It looks like a real invoice from Seznam. The data matches, the logo is strikingly similar to the one used by the Czech internet company. A classic call to pay for advertising services. There’s a catch though – it’s a scam and the money would go to the scammers. And the number of these fake calls to pay has been increasing recently.
“It is evident from the invoice that our logo and the name of the Firmy.cz service are being misused,” Seznam.cz PR and internal communications manager Aneta Kapuciánová tells SZ Byznys. “The basic registration in the Firmy.cz catalog is always free with us, then additional services or campaigns that the customer can order for his company are paid for.”
According to Kapuciánová, the fact that the invoices look realistic is also a problem. “Apart from the logo, which is not ours (definitely not up-to-date, perhaps it is close to something historical in appearance), it is unfortunately not possible to simply reveal that it is not our invoice,” warns a spokesman for Seznam.
“The billing information is correct, but what is not correct is the contact email and bank details. But the person who wants to pay the invoice cannot detect that at first glance,” she added.

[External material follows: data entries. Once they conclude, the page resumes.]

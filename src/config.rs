//! Engine configuration.
//!
//! Loaded once at construction: built-in defaults, optionally overlaid by a
//! YAML file, then by environment variables.
//!
//! ## Environment Variables
//! - `TASKBOARD_CONFIG_PATH` - Explicit config file
//! - `TASKBOARD_PAGE_SIZE` - Items per page
//! - `TASKBOARD_SEARCH_DEBOUNCE_MS` - Remote search debounce delay
//! - `TASKBOARD_RECENT_WINDOW_HOURS` - "Recently assigned" badge window
//! - `TASKBOARD_NOTIFY_DISMISS_MS` - Transient notification lifetime

use anyhow::{Context, Result};
use serde::{Deserialize, Serialize};
use std::path::Path;
use tracing::warn;

/// Tunables for the task board engine.
#[derive(Debug, Clone, Serialize, Deserialize)]
pub struct EngineConfig {
    /// Fixed page size for the task list (default: 12).
    #[serde(default = "default_page_size")]
    pub page_size: usize,

    /// Delay before a search keystroke triggers a remote re-fetch
    /// (default: 500ms). Local filtering is never debounced.
    #[serde(default = "default_search_debounce_ms")]
    pub search_debounce_ms: u64,

    /// Window within which a task counts as recently assigned
    /// (default: 24h).
    #[serde(default = "default_recent_window_hours")]
    pub recent_window_hours: i64,

    /// Lifetime of transient success/error notifications (default: 3000ms).
    #[serde(default = "default_notify_dismiss_ms")]
    pub notify_dismiss_ms: u64,
}

impl Default for EngineConfig {
    fn default() -> Self {
        Self {
            page_size: default_page_size(),
            search_debounce_ms: default_search_debounce_ms(),
            recent_window_hours: default_recent_window_hours(),
            notify_dismiss_ms: default_notify_dismiss_ms(),
        }
    }
}

fn default_page_size() -> usize {
    12
}

fn default_search_debounce_ms() -> u64 {
    500
}

fn default_recent_window_hours() -> i64 {
    24
}

fn default_notify_dismiss_ms() -> u64 {
    3_000
}

impl EngineConfig {
    /// Load configuration: defaults, then the YAML file (explicit argument,
    /// else `TASKBOARD_CONFIG_PATH`, else none), then environment variables.
    pub fn load(path: Option<&Path>) -> Result<Self> {
        let mut config = match path
            .map(Path::to_path_buf)
            .or_else(|| std::env::var("TASKBOARD_CONFIG_PATH").ok().map(Into::into))
        {
            Some(path) => Self::from_file(&path)?,
            None => Self::default(),
        };
        config.apply_env();
        config.validate();
        Ok(config)
    }

    /// Parse a YAML config file. Missing fields fall back to defaults.
    pub fn from_file(path: &Path) -> Result<Self> {
        let raw = std::fs::read_to_string(path)
            .with_context(|| format!("reading config file {}", path.display()))?;
        serde_yaml::from_str(&raw)
            .with_context(|| format!("parsing config file {}", path.display()))
    }

    fn apply_env(&mut self) {
        fn env_parse<T: std::str::FromStr>(key: &str) -> Option<T> {
            let raw = std::env::var(key).ok()?;
            match raw.parse() {
                Ok(value) => Some(value),
                Err(_) => {
                    warn!(key, value = raw, "ignoring unparseable env override");
                    None
                }
            }
        }

        if let Some(v) = env_parse("TASKBOARD_PAGE_SIZE") {
            self.page_size = v;
        }
        if let Some(v) = env_parse("TASKBOARD_SEARCH_DEBOUNCE_MS") {
            self.search_debounce_ms = v;
        }
        if let Some(v) = env_parse("TASKBOARD_RECENT_WINDOW_HOURS") {
            self.recent_window_hours = v;
        }
        if let Some(v) = env_parse("TASKBOARD_NOTIFY_DISMISS_MS") {
            self.notify_dismiss_ms = v;
        }
    }

    fn validate(&mut self) {
        if self.page_size == 0 {
            warn!("page_size of 0 is invalid, using 1");
            self.page_size = 1;
        }
        if self.recent_window_hours < 0 {
            warn!("negative recent_window_hours, using 0");
            self.recent_window_hours = 0;
        }
    }
}

#[cfg(test)]
mod tests {
    use super::*;
    use std::io::Write;

    #[test]
    fn defaults_match_documented_values() {
        let config = EngineConfig::default();
        assert_eq!(config.page_size, 12);
        assert_eq!(config.search_debounce_ms, 500);
        assert_eq!(config.recent_window_hours, 24);
        assert_eq!(config.notify_dismiss_ms, 3000);
    }

    #[test]
    fn partial_yaml_falls_back_to_defaults() {
        let mut file = tempfile::NamedTempFile::new().unwrap();
        writeln!(file, "page_size: 20").unwrap();

        let config = EngineConfig::from_file(file.path()).unwrap();
        assert_eq!(config.page_size, 20);
        assert_eq!(config.search_debounce_ms, 500);
    }

    #[test]
    fn missing_file_is_an_error() {
        assert!(EngineConfig::from_file(Path::new("/nonexistent/config.yaml")).is_err());
    }
}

Seznam.cz is the parent company of Seznam média as, under which Nauzal falls.
This is not the first such case that Seznam deals with. Similar frauds were carried out on his behalf two years ago. In addition, attackers usually choose entities that have cooperated with services such as Firmy.cz in the past or are still cooperating. Therefore, potential victims will not find it strange that the company is contacting them.
Unnecessary payments for business
“We informed the law enforcement authorities about the cases and we informed our users on our blog,” adds Kapuciánová, adding that if a user receives a similar invoice, he should not pay it and can report it to firstname.lastname@example.org.
Five tips on how not to fly
1. Do not pay for listing.
2. Demand a clear designation of which company you are talking to.
3. Definitely reject offers that are not credible, already in a telephone conversation.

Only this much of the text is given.